Delta Force 2: Operation Stranglehold


   This is cinematic junk food of the best kind. It's brimming with shooting, explosions, and ridiculous one-liners. The villain is cartoonishly evil, and the only legitimately interesting thing about the movie is the heft of trivia behind it and it's complete disregard for real-world logic, politics, and policy. At least in movies like Rambo: First Blood Pt. II, an absolute paragon of 80's action-excess, the plot facilitated the absurdities on display. Of course, Delta Force 2 stars Chuck Norris. And, as you all well know, Chuck Norris doesn't follow the law... the law follows Chuck Norris. So I'm pretty sure international law does the same.

    As a action-spectacle, Delta Force 2 is just above average for it's kind. Because it's a Chuck Norris vehicle, and not staring an 'up and coming' nobody, there's a certain standard of quality to the explosive nonsense on display.  It might lack the absurd creativity of the first movie (dirt bikes that shoot missiles?) and it does trade in the unbridled patriotism for a more direct revenge aesthetic, but that doesn't mean it's any less enjoyable. In fact, once could say it's a better constructed movie than the first Delta Force was. See, the first movie was painfully at odds with itself.

   One half of The Delta Force was a tense and dramatic hostage situation, featuring gut wrenching and believable performances... the other half was ridiculous, over-the-top, über-violent, patriotic, wish fulfillment. The two didn't quite seem to gel. And, most discerning critics preferred the parts of the movie without the delta force itself on display. Delta Force 2 doesn't have that problem. It's 110% action packed nonsense. There's no superior half of the movie at odds with it's base thrills and gratuitous violence. Delta Force 2 is devoid of any serious dramatic merit. I'm not saying that's a bad thing... I'm just saying that this isn't that kind of movie.
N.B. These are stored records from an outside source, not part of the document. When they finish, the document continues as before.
//! Pure board operations.
//!
//! Every public function takes an immutable reference to the current
//! `GameBoard` and returns a brand-new one (or a `BoardError`).  Nothing here
//! advances the game: movement, spawning and scoring belong to the game loop.

use tracing::{debug, warn};

use crate::config::BoardConfig;
use crate::entities::{Entity, GameBoard, Player, Size};
use crate::error::BoardError;

// ── Constructors ─────────────────────────────────────────────────────────────

/// Build the initial board for a new session.
pub fn init_board(config: &BoardConfig) -> GameBoard {
    GameBoard {
        size: Size {
            width: config.width,
            height: config.height,
        },
        entities: None,
        enemy_spawn_rate: config.enemy_spawn_rate,
        player: Player {
            reload_speed: config.player.reload_speed,
            color: config.player.color.clone(),
            scale: config.player.scale,
            life: config.player.life,
        },
        scale_multiplier: config.scale_multiplier,
        score: 0,
        end: false,
    }
}

// ── Queries ──────────────────────────────────────────────────────────────────

/// The board's entities in insertion order; an absent list reads as empty.
pub fn entity_list(board: &GameBoard) -> &[Entity] {
    board.entities.as_deref().unwrap_or(&[])
}

/// Smallest id strictly above every id on the board (0 on an empty board).
///
/// `None` once the largest id is `u64::MAX` and no such id exists.
pub fn next_entity_id(board: &GameBoard) -> Option<u64> {
    match entity_list(board).iter().map(|e| e.id).max() {
        Some(id) => id.checked_add(1),
        None => Some(0),
    }
}

pub fn is_terminal(board: &GameBoard) -> bool {
    board.end
}

/// Field-for-field equality that treats an absent entity list as empty.
pub fn equivalent(a: &GameBoard, b: &GameBoard) -> bool {
    normalize_entities(a) == normalize_entities(b)
}

// ── Transitions ──────────────────────────────────────────────────────────────

/// Append `entity` after the existing ones.
pub fn add_entity(board: &GameBoard, entity: Entity) -> Result<GameBoard, BoardError> {
    if board.end {
        warn!(id = entity.id, "refusing to add entity to an ended session");
        return Err(BoardError::SessionEnded);
    }
    if entity_list(board).iter().any(|e| e.id == entity.id) {
        warn!(id = entity.id, "refusing to add entity with duplicate id");
        return Err(BoardError::DuplicateEntityId { id: entity.id });
    }

    debug!(id = entity.id, "adding entity");
    let mut entities = entity_list(board).to_vec();
    entities.push(entity);
    Ok(GameBoard {
        entities: Some(entities),
        ..board.clone()
    })
}

/// Drop the entity with `id`; the others keep their order.
pub fn remove_entity(board: &GameBoard, id: u64) -> Result<GameBoard, BoardError> {
    if board.end {
        warn!(id, "refusing to remove entity from an ended session");
        return Err(BoardError::SessionEnded);
    }
    let entities = entity_list(board);
    if !entities.iter().any(|e| e.id == id) {
        return Err(BoardError::EntityNotFound { id });
    }

    debug!(id, "removing entity");
    let remaining: Vec<Entity> = entities.iter().filter(|e| e.id != id).cloned().collect();
    Ok(GameBoard {
        entities: Some(remaining),
        ..board.clone()
    })
}

/// Mark the session as over.  Ending an ended board is a no-op.
pub fn end_session(board: &GameBoard) -> GameBoard {
    if !board.end {
        debug!(score = board.score, "ending session");
    }
    GameBoard {
        end: true,
        ..board.clone()
    }
}

/// Canonical form: an empty entity list becomes absent.
pub fn normalize_entities(board: &GameBoard) -> GameBoard {
    let entities = match &board.entities {
        Some(list) if list.is_empty() => None,
        other => other.clone(),
    };
    GameBoard {
        entities,
        ..board.clone()
    }
}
   Some good guys die so that Chuck can seek revenge for them. There's hostages so that Chuck can rescue them. There's bad guys so Chuck can shoot them, kick them, and in general- obliterate them. This movie is quite simply a Chuck Norris vehicle. It's another Missing in Action, for all intents and purposes. Chuck doesn't have to share the spotlight with anyone else really. Both Lee Marvin and Steve James are absent from this straightforward sequel, and it's a real loss. Their charisma alone would've raised this movie up a few degrees on the quality scale. As is, it could only ever qualify as a guilty pleasure. Again, not that there's anything wrong with that...

   Delta Force 2 is video store shelf fodder that aims only to entertain with an onslaught of slow motion action scenes, explosions, and cocksure yelling. We're reminded often that this isn't a one-man-army movie, as the rest of the delta force swoops in as Chuck's backup. They get sloppy seconds, whoever Chuck couldn't be bothered to shoot or kick to death. Credit where credit is due, it's all well choreographed chaos, with the faceless, black-clad, delta force soldiers facing off against the equally faceless bad guy henchmen- all decked out in white button-up shirts, and blue jeans. Bonus points if you can count how many have nearly identical mustaches too.

   The movie does have a genuine sense of humor at times, and it does make attempts at emotional sincerity, but Chuck is so aloof from anything not involving a gun, or a spin kick, that those elements of the movie get an A for effort, and little else. Overall though, I was thoroughly pleased with Delta Force 2. You could take everything I've written and use it as a critique against the movie, but the same write-up is chock full (Chuck full?) of reasons why I adore this kind of movie. It's mindless action fluff from an era where explosions, blood squibs, and death defying stunts all had to be performed in earnest- without the easy go-to of CGI. There's still something thrilling about seeing a superman like Chuck Norris take on the odds and defeat the bad guys. I hope that kind of thing never gets old to me.